Stored records:
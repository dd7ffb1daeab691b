use std::collections::BTreeMap;
use std::sync::Arc;

use axum::extract::{Path, State};
use axum::http::StatusCode;
use axum::response::{IntoResponse, Response};
use axum::Json;
use chub_domain::Response as ConfigResponse;
use serde_json::Value;
use tracing::debug;

use crate::errors::ApiError;
use crate::state::AppState;

/// `GET /{app}/{profiles}` (spec §6).
pub async fn get_properties(
    State(state): State<Arc<AppState>>,
    Path((app, profiles)): Path<(String, String)>,
) -> Result<Response, ApiError> {
    respond(&state, app, profiles, None).await
}

/// `GET /{app}/{profiles}/{label}` (spec §6); `label` may encode `/` as `(_)`.
pub async fn get_properties_with_label(
    State(state): State<Arc<AppState>>,
    Path((app, profiles, label)): Path<(String, String, String)>,
) -> Result<Response, ApiError> {
    let label = label.replace("(_)", "/");
    respond(&state, app, profiles, Some(label)).await
}

async fn respond(
    state: &AppState,
    app: String,
    profiles: String,
    label: Option<String>,
) -> Result<Response, ApiError> {
    let profile_list: Vec<String> = profiles.split(',').map(String::from).collect();
    debug!(app = %app, profiles = %profiles, label = ?label, "properties request");

    let layers = state
        .aggregator
        .find_properties(&app, &profile_list, label.as_deref())
        .await;

    if layers.is_empty() {
        return Err(ApiError::not_found("no properties found"));
    }

    let mut response = ConfigResponse::new(app, profile_list, label);
    response.property_sources = layers;
    Ok(Json(response).into_response())
}

/// Recognized format-specific serializations (§6 "`.{json|yml|yaml|properties}`").
const EXTENSIONS: [&str; 4] = ["json", "yml", "yaml", "properties"];

/// `GET /{appProfiles}.{json|yml|yaml|properties}` (§6): a single merged
/// property map. `appProfiles` parses as `<app>-<profileList>` with
/// `profileList` comma-separated; there is no established convention for
/// the `<app>-<profileList>` split point, so it is resolved pragmatically
/// at the first `-`.
pub async fn get_properties_map(
    State(state): State<Arc<AppState>>,
    Path(app_profiles_ext): Path<String>,
) -> Result<Response, ApiError> {
    let Some((stem, ext)) = app_profiles_ext.rsplit_once('.') else {
        return Err(ApiError::not_found("missing format extension"));
    };
    if !EXTENSIONS.contains(&ext) {
        return Err(ApiError::not_found(format!("unsupported format: {ext}")));
    }
    let Some((app, profile_list)) = stem.split_once('-') else {
        return Err(ApiError::new(
            StatusCode::BAD_REQUEST,
            "expected <app>-<profileList>",
        ));
    };
    let profiles: Vec<String> = profile_list.split(',').map(String::from).collect();

    debug!(app = %app, profiles = %profile_list, ext = %ext, "merged properties request");

    let merged = state.aggregator.find_properties_map(app, &profiles, None).await;
    let flattened = chub_properties::flatten_properties(&merged);

    Ok(match ext {
        "json" => Json(flattened).into_response(),
        "yml" | "yaml" => {
            let body = serde_yaml_ng::to_string(&flattened)
                .map_err(|e| ApiError::new(StatusCode::INTERNAL_SERVER_ERROR, e.to_string()))?;
            (
                [("content-type", "application/yaml")],
                body,
            )
                .into_response()
        }
        "properties" => (
            [("content-type", "text/plain")],
            render_properties(&flattened),
        )
            .into_response(),
        _ => unreachable!("filtered by EXTENSIONS above"),
    })
}

fn render_properties(flattened: &BTreeMap<String, Value>) -> String {
    let mut out = String::new();
    for (key, value) in flattened {
        let rendered = match value {
            Value::String(s) => s.clone(),
            other => other.to_string(),
        };
        out.push_str(key);
        out.push('=');
        out.push_str(&rendered);
        out.push('\n');
    }
    out
}

#[cfg(test)]
mod tests {
    use super::*;

    #[test]
    fn renders_string_values_without_quotes() {
        let mut map = BTreeMap::new();
        map.insert("a.b".to_string(), Value::String("x".to_string()));
        map.insert("a.c".to_string(), Value::from(9));
        assert_eq!(render_properties(&map), "a.b=x\na.c=9\n");
    }
}
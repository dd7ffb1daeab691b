use std::sync::Arc;

use chub_aggregator::Aggregator;
use chub_credhub::CredhubSource;
use chub_git::CredentialRegistry;

/// Shared state handed to every axum handler.
#[derive(Clone)]
pub struct AppState {
    /// Fan-out over every configured source.
    pub aggregator: Arc<Aggregator>,
    /// The process's singleton credhub source, if one was configured.
    ///
    /// The secrets endpoints (§4.7) are only meaningful when a credhub
    /// source is present; absent it they reply `501 Not Implemented`.
    pub credhub: Option<Arc<CredhubSource>>,
    /// Process-wide git-credential lookup populated once at startup (§5).
    pub credentials: Arc<CredentialRegistry>,
}
use std::path::{Path, PathBuf};
use std::sync::Arc;

use async_trait::async_trait;
use chub_domain::{GitDescriptor, PropertySource, Source};
use chub_error::ChubError;
use chub_properties::{parse_key_value, parse_nested_document};
use tokio::sync::RwLock;
use tracing::error;

use crate::auth::{validate, AuthMethod};
use crate::discovery::{discover, locate_import};
use crate::error::GitError;
use crate::repository::{repo_path_fragment, AuthInjection, Repository};
use crate::token::{CredhubSecretFetcher, MiWifTokenProvider, SpnTokenProvider, TokenProvider};

const DEFAULT_DEFAULT_LABEL: &str = "master";
const PROMOTED_DEFAULT_LABEL: &str = "main";

/// The git-backed property source (spec §4.5, component E).
pub struct GitSource {
    uri: String,
    search_paths: Vec<String>,
    repo: Repository,
    default_label: RwLock<String>,
    call_lock: tokio::sync::Mutex<()>,
}

impl GitSource {
    /// Validate `descriptor`, initialize its working tree under
    /// `base_dir/config-repo-<index>`, and construct the resolved auth
    /// method's token provider.
    ///
    /// `secret_fetcher` resolves `azSecret-credhub-ref`; `chub-server` wires
    /// it to the same store client `chub-credhub` uses. `credential_helper`
    /// receives the descriptor so the process-wide callback map (§5) can be
    /// populated before any request is served.
    pub async fn new(
        index: usize,
        process_base_dir: &Path,
        self_exe: &Path,
        descriptor: GitDescriptor,
        secret_fetcher: Option<Arc<dyn CredhubSecretFetcher>>,
        credential_helper: &mut crate::credential_helper::CredentialRegistry,
    ) -> Result<Self, GitError> {
        let validated = validate(descriptor)?;
        let uri = validated.descriptor.uri.clone();
        let search_paths = validated.descriptor.search_paths.clone();
        let default_label = validated
            .descriptor
            .default_label
            .clone()
            .filter(|l| !l.is_empty())
            .unwrap_or_else(|| DEFAULT_DEFAULT_LABEL.to_string());

        let base_dir = process_base_dir.join(format!("config-repo-{index}"));

        let (auth, credential_helper_command) = match &validated.auth {
            AuthMethod::UsernamePassword { .. } => {
                let fragment = repo_path_fragment(&uri);
                let command = format!("{} credentials {}", self_exe.display(), fragment);
                (None, Some(command))
            }
            AuthMethod::AzSpn {
                tenant_id,
                client_id,
                secret,
                credhub_ref,
                ..
            } => {
                let provider = SpnTokenProvider::new(
                    tenant_id.clone(),
                    client_id.clone(),
                    secret.clone(),
                    credhub_ref.clone(),
                    secret_fetcher,
                );
                (
                    Some(AuthInjection {
                        env_name: "SPN_TOKEN",
                        provider: Arc::new(provider) as Arc<dyn TokenProvider>,
                    }),
                    None,
                )
            }
            AuthMethod::AzMiWif {
                tenant_id,
                mi_id,
                wif_issuer,
                wif_client,
                wif_secret,
                username,
                password,
            } => {
                let provider = MiWifTokenProvider::new(
                    tenant_id.clone(),
                    mi_id.clone(),
                    wif_issuer.clone(),
                    wif_client.clone(),
                    wif_secret.clone(),
                    username.clone(),
                    password.clone(),
                );
                provider.probe().await?;
                (
                    Some(AuthInjection {
                        env_name: "MIWIF_TOKEN",
                        provider: Arc::new(provider) as Arc<dyn TokenProvider>,
                    }),
                    None,
                )
            }
            AuthMethod::Anonymous | AuthMethod::PrivateKey => (None, None),
        };

        if matches!(validated.auth, AuthMethod::UsernamePassword { .. }) {
            credential_helper.register(validated.descriptor.clone());
        }

        let repo = Repository::init(
            base_dir,
            &uri,
            !validated.descriptor.deep_clone,
            validated.descriptor.fail_on_fetch,
            std::time::Duration::from_secs(validated.fetch_cache_ttl_secs),
            auth,
            credential_helper_command,
        )
        .await?;

        Ok(Self {
            uri,
            search_paths,
            repo,
            default_label: RwLock::new(default_label),
            call_lock: tokio::sync::Mutex::new(()),
        })
    }

    async fn resolve_label(&self, requested_label: Option<&str>) -> Result<String, GitError> {
        let current_default = self.default_label.read().await.clone();
        let label = requested_label
            .filter(|l| !l.is_empty())
            .map(str::to_string)
            .unwrap_or(current_default);

        match self.repo.refresh(&label).await {
            Ok(()) => Ok(label),
            Err(e) if label == DEFAULT_DEFAULT_LABEL => {
                self.repo.refresh(PROMOTED_DEFAULT_LABEL).await?;
                *self.default_label.write().await = PROMOTED_DEFAULT_LABEL.to_string();
                let _ = e;
                Ok(PROMOTED_DEFAULT_LABEL.to_string())
            }
            Err(e) => Err(e),
        }
    }

    fn read_and_parse(path: &PathBuf) -> Result<std::collections::BTreeMap<String, serde_json::Value>, GitError> {
        let content = std::fs::read_to_string(path).map_err(|e| GitError::ParseFailure {
            path: path.display().to_string(),
            cause: e.to_string(),
        })?;
        if path.extension().and_then(|e| e.to_str()) == Some("properties") {
            Ok(parse_key_value(&content))
        } else {
            parse_nested_document(&content).map_err(|e| GitError::ParseFailure {
                path: path.display().to_string(),
                cause: e.to_string(),
            })
        }
    }
}

#[async_trait]
impl Source for GitSource {
    fn name(&self) -> String {
        self.uri.clone()
    }

    async fn find_properties(
        &self,
        apps: &[String],
        profiles: &[String],
        label: Option<&str>,
    ) -> Result<Vec<PropertySource>, ChubError> {
        let _guard = self.call_lock.lock().await;

        let resolved_label = self.resolve_label(label).await.map_err(ChubError::from)?;

        let files = discover(self.repo.base_dir(), &self.search_paths, apps, profiles);

        let mut layers = Vec::new();
        for file in &files {
            match Self::read_and_parse(file) {
                Ok(properties) => layers.push(PropertySource {
                    source: file.display().to_string(),
                    properties,
                }),
                Err(e) => error!("skipping {}: {e}", file.display()),
            }
        }

        let primary_app = apps.first().map(String::as_str).unwrap_or("application");
        let primary_profile = profiles.first().map(String::as_str).unwrap_or("default");

        let mut imports = Vec::new();
        for layer in &layers {
            let Some(import_name) = layer.properties.get("spring.config.import").and_then(|v| v.as_str()) else {
                continue;
            };
            if let Some(path) = locate_import(
                self.repo.base_dir(),
                &self.search_paths,
                primary_app,
                primary_profile,
                import_name,
            ) {
                match Self::read_and_parse(&path) {
                    Ok(properties) => imports.push(PropertySource {
                        source: path.display().to_string(),
                        properties,
                    }),
                    Err(e) => error!("skipping import {}: {e}", path.display()),
                }
            }
        }
        layers.extend(imports);

        let _ = resolved_label;
        Ok(layers)
    }

    async fn dashboard_report(&self) -> Option<String> {
        let local = self.repo.branches(false).await.ok()?;
        let remote = self.repo.branches(true).await.ok()?;
        let mut report = format!("repository: {}\n", self.uri);
        report.push_str("local branches:\n");
        for branch in local {
            report.push_str(&format!("  {} {} {}\n", branch.commit_id, branch.date, branch.name));
        }
        report.push_str("remote branches:\n");
        for branch in remote {
            report.push_str(&format!("  {} {} {}\n", branch.commit_id, branch.date, branch.name));
        }
        Some(report)
    }
}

- [Assignment]: Each line above where the word "None" occurs should be copied out.

- [Output of the exercise]:
    respond(&state, app, profiles, None).await
    let merged = state.aggregator.find_properties_map(app, &profiles, None).await;
                (None, Some(command))
                    None,
                    None,
            AuthMethod::Anonymous | AuthMethod::PrivateKey => (None, None),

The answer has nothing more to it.